## Problem statement
Print the records below word for word, beginning with the first line and ending once the line containing "use crate::keyword::hash::HashKeyword;" is printed.

___ Exercise data ___

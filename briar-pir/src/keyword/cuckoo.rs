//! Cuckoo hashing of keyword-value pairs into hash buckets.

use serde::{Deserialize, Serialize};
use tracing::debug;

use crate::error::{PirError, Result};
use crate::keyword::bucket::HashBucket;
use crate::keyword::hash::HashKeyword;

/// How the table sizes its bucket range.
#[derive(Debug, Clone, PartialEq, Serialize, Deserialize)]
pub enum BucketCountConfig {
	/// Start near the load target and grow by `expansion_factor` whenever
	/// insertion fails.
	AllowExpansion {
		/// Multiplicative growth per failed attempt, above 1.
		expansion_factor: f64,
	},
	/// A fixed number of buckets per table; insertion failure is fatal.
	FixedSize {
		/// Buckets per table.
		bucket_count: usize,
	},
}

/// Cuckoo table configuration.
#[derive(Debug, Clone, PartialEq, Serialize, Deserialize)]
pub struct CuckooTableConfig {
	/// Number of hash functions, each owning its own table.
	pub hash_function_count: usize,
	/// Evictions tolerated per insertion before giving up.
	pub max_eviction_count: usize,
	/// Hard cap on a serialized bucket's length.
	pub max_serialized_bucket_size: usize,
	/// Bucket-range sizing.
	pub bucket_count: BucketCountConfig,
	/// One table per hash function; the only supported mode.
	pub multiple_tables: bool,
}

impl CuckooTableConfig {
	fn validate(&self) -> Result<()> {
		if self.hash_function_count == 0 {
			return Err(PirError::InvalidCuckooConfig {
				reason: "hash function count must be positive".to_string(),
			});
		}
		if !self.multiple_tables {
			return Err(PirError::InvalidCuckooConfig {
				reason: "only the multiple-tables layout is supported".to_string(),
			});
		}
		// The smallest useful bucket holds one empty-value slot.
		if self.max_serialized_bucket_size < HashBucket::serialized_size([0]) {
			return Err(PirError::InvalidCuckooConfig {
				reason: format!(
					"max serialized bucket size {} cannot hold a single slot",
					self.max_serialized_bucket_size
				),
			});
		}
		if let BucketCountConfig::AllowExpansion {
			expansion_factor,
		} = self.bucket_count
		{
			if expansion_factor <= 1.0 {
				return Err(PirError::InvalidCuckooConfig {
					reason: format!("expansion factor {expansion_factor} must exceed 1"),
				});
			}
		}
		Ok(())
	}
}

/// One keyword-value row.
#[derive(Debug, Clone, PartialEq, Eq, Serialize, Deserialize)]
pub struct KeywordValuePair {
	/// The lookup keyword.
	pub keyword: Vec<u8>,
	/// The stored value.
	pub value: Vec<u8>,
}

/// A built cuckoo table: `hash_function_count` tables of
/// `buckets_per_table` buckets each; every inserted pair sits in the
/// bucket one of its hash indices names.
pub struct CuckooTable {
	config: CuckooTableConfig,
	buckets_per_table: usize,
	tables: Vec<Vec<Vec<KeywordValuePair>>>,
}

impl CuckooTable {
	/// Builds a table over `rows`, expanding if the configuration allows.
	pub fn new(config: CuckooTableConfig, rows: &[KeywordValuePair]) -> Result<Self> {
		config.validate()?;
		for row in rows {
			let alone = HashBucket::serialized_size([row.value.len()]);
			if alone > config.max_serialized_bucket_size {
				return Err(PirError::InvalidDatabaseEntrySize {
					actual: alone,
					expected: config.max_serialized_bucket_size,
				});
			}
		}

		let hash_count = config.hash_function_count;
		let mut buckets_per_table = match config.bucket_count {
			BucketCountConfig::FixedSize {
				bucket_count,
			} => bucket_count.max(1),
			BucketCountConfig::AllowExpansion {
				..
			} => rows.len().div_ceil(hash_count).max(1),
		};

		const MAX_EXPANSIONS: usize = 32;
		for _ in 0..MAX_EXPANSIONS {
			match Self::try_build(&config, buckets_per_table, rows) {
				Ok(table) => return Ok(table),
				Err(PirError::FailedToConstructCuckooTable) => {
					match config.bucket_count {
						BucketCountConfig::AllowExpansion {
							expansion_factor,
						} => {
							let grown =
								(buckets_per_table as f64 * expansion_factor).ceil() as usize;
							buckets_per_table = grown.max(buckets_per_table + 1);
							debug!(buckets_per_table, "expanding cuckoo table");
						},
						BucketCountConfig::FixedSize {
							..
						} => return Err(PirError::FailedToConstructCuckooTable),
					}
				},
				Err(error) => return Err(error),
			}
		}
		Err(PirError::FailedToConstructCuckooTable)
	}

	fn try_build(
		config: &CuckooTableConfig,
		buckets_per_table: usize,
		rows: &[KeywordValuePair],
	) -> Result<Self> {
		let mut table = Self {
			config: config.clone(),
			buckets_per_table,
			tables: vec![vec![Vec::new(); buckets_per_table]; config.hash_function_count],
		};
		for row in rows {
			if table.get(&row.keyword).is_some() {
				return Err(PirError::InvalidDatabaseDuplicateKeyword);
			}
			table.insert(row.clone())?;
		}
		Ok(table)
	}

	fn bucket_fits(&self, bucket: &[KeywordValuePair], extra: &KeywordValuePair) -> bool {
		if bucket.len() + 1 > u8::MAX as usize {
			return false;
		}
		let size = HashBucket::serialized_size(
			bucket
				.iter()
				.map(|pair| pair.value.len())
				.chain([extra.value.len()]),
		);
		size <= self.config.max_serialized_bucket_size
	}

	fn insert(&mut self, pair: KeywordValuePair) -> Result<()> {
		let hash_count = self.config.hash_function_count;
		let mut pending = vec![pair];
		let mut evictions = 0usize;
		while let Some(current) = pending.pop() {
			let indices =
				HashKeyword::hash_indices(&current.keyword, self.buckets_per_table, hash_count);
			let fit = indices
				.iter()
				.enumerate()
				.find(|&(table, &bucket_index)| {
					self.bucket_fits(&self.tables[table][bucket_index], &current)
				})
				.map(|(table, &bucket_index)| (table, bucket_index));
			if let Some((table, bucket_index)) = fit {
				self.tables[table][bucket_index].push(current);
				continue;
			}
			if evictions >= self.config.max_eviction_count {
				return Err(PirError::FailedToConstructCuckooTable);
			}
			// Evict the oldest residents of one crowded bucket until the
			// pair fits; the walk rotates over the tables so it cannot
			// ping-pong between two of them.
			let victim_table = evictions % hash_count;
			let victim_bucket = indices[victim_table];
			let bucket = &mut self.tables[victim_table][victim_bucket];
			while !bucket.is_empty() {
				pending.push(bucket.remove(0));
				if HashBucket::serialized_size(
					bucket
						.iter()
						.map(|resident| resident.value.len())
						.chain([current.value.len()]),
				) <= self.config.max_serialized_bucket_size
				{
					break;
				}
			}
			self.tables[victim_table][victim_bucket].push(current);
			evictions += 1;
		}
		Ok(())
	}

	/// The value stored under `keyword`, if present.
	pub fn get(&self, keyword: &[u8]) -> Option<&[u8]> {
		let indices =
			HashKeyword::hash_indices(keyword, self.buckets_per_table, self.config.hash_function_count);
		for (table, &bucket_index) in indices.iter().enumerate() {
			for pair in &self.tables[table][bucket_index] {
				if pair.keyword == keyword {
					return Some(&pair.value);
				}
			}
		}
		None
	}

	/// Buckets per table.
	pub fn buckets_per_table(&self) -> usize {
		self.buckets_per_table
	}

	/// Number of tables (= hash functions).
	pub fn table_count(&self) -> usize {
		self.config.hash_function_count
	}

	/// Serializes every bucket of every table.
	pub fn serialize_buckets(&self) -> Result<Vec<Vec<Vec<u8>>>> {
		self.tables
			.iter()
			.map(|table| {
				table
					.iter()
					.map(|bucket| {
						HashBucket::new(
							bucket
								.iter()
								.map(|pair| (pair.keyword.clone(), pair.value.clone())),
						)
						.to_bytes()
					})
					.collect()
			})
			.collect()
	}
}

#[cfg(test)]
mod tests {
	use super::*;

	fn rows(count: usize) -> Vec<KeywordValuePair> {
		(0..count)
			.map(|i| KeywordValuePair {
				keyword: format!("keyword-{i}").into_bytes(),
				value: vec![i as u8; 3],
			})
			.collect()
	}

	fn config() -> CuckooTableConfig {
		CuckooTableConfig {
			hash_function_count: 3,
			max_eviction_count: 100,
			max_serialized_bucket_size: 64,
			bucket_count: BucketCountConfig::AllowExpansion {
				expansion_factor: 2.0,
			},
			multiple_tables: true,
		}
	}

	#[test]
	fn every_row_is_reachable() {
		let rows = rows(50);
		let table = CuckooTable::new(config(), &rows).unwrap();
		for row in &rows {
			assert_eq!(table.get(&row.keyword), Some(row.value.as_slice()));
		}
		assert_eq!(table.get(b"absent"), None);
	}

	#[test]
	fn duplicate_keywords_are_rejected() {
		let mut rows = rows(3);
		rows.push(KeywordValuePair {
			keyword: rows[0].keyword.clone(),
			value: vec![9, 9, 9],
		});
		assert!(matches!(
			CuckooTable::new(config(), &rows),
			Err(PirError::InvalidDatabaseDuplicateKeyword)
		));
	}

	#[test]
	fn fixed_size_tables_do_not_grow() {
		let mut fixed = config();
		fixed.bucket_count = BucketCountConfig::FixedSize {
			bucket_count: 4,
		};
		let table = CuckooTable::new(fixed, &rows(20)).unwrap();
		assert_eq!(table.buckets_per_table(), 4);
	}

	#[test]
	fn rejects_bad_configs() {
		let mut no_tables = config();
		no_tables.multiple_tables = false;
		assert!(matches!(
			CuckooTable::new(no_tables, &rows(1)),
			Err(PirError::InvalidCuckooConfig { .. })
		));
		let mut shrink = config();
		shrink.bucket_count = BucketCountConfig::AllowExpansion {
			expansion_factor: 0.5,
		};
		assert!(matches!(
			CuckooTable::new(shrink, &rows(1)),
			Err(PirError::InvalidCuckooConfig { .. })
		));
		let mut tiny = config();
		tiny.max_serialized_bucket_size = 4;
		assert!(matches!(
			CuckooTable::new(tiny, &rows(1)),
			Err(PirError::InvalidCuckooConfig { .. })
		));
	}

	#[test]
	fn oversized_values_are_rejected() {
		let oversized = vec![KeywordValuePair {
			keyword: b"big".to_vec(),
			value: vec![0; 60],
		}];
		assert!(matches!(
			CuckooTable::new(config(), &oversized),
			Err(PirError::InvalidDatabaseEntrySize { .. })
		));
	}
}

___

## Response to the exercise
filename briar-pir/src/keyword/cuckoo.rs
//! Cuckoo hashing of keyword-value pairs into hash buckets.

use serde::{Deserialize, Serialize};
use tracing::debug;

use crate::error::{PirError, Result};
use crate::keyword::bucket::HashBucket;
use crate::keyword::hash::HashKeyword;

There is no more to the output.